## [RECORDS]
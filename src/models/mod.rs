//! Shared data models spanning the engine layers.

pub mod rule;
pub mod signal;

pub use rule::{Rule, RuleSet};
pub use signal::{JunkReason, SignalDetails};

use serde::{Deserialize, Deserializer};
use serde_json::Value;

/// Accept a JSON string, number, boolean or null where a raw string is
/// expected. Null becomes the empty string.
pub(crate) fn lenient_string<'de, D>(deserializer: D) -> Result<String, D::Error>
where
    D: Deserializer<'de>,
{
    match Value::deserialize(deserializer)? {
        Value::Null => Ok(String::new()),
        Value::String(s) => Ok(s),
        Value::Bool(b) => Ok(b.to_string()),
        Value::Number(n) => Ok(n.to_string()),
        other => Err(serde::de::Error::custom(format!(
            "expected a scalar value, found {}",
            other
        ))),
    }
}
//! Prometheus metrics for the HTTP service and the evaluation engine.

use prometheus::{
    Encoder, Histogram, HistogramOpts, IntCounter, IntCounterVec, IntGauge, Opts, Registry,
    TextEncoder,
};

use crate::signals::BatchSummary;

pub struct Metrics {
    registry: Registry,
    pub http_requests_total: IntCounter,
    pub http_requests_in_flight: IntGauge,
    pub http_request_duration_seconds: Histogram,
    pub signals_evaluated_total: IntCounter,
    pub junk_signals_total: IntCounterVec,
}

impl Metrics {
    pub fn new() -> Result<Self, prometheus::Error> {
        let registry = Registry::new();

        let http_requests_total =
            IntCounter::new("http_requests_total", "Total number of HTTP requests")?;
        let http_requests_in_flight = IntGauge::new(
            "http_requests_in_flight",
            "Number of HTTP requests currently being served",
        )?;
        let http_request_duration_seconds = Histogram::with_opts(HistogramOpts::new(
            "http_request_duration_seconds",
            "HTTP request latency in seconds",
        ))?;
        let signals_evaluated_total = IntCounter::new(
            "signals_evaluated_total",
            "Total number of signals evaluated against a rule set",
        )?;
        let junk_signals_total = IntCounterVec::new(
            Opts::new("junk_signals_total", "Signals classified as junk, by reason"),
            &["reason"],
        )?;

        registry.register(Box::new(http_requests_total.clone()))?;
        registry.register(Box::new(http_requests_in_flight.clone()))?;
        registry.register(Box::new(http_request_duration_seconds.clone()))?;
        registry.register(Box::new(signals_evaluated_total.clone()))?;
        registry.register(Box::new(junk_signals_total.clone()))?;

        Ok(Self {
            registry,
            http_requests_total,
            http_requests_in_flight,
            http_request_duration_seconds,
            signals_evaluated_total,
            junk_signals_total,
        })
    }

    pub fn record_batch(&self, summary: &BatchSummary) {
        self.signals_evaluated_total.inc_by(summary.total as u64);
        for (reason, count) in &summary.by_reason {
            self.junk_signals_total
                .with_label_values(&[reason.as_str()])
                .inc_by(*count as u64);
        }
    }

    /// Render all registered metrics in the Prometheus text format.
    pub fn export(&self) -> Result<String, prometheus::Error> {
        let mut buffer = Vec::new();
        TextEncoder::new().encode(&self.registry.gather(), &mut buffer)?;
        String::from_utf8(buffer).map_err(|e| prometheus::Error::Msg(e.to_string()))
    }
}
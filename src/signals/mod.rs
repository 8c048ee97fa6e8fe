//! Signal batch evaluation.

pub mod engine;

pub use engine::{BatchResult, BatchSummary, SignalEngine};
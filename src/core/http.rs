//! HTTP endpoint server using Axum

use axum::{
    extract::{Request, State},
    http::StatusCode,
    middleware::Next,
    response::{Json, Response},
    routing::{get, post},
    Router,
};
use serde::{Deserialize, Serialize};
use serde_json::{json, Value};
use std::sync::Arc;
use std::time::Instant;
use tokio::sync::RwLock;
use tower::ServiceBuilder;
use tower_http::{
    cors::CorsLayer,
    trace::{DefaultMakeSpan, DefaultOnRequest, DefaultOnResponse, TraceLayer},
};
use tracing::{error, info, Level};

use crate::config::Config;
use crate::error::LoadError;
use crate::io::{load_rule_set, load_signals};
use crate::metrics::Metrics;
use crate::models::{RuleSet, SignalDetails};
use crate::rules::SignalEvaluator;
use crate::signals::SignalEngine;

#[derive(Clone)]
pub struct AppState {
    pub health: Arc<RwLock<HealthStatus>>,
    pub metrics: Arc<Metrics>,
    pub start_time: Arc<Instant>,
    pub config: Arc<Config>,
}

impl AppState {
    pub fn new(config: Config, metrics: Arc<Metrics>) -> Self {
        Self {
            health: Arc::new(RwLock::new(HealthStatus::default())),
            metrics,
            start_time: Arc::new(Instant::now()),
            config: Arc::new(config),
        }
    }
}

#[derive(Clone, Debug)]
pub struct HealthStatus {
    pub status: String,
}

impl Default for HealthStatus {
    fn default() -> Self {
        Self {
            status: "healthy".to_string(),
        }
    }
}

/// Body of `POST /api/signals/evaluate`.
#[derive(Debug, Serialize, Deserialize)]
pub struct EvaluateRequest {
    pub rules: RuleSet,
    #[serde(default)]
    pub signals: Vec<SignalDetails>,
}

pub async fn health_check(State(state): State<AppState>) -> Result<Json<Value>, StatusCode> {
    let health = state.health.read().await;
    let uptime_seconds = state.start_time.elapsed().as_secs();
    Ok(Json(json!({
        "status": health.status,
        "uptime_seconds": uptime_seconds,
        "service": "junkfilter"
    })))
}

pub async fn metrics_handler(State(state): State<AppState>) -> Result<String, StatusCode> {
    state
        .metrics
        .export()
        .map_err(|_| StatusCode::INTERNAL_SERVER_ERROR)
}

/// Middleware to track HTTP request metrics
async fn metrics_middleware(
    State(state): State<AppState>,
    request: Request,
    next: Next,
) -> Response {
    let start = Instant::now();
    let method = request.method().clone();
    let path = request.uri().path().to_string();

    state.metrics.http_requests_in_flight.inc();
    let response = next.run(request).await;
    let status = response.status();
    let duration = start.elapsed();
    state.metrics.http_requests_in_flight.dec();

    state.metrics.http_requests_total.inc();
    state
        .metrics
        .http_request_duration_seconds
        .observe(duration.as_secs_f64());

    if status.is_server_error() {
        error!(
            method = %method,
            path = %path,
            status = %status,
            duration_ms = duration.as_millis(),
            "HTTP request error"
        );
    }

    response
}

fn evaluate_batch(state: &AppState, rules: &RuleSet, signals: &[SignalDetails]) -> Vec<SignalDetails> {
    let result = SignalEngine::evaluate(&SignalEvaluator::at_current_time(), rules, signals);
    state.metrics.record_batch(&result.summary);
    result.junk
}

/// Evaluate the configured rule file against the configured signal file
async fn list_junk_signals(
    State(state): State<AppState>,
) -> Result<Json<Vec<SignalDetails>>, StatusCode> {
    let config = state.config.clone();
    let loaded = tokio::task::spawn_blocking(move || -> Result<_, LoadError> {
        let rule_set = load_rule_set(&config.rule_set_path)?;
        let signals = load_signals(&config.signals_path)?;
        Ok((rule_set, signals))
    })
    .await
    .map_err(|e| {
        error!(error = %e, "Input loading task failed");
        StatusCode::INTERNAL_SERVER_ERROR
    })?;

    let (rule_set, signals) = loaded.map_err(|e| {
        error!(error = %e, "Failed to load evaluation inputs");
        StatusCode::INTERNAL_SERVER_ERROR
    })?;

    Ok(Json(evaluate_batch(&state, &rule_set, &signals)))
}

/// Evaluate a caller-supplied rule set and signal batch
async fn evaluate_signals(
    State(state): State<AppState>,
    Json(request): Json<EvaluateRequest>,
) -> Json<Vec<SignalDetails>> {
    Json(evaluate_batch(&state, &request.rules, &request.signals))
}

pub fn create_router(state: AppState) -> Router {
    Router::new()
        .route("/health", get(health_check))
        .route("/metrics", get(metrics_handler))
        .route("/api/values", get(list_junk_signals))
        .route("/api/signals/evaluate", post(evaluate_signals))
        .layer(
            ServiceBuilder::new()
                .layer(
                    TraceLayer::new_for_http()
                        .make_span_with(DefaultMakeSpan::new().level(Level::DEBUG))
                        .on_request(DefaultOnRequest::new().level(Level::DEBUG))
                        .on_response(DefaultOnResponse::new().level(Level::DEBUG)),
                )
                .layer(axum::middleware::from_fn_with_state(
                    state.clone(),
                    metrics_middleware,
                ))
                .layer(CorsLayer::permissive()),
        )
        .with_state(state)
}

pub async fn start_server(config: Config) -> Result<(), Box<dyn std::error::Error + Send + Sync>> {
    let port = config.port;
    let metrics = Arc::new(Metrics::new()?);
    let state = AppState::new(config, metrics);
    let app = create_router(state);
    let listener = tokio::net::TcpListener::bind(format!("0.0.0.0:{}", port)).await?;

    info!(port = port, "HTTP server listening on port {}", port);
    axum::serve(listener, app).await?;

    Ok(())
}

## [TASK REQUIREMENTS]
Select the lines from the entries that include the word "CorsLayer".

## [TASK RESPONSE]
    cors::CorsLayer,
                .layer(CorsLayer::permissive()),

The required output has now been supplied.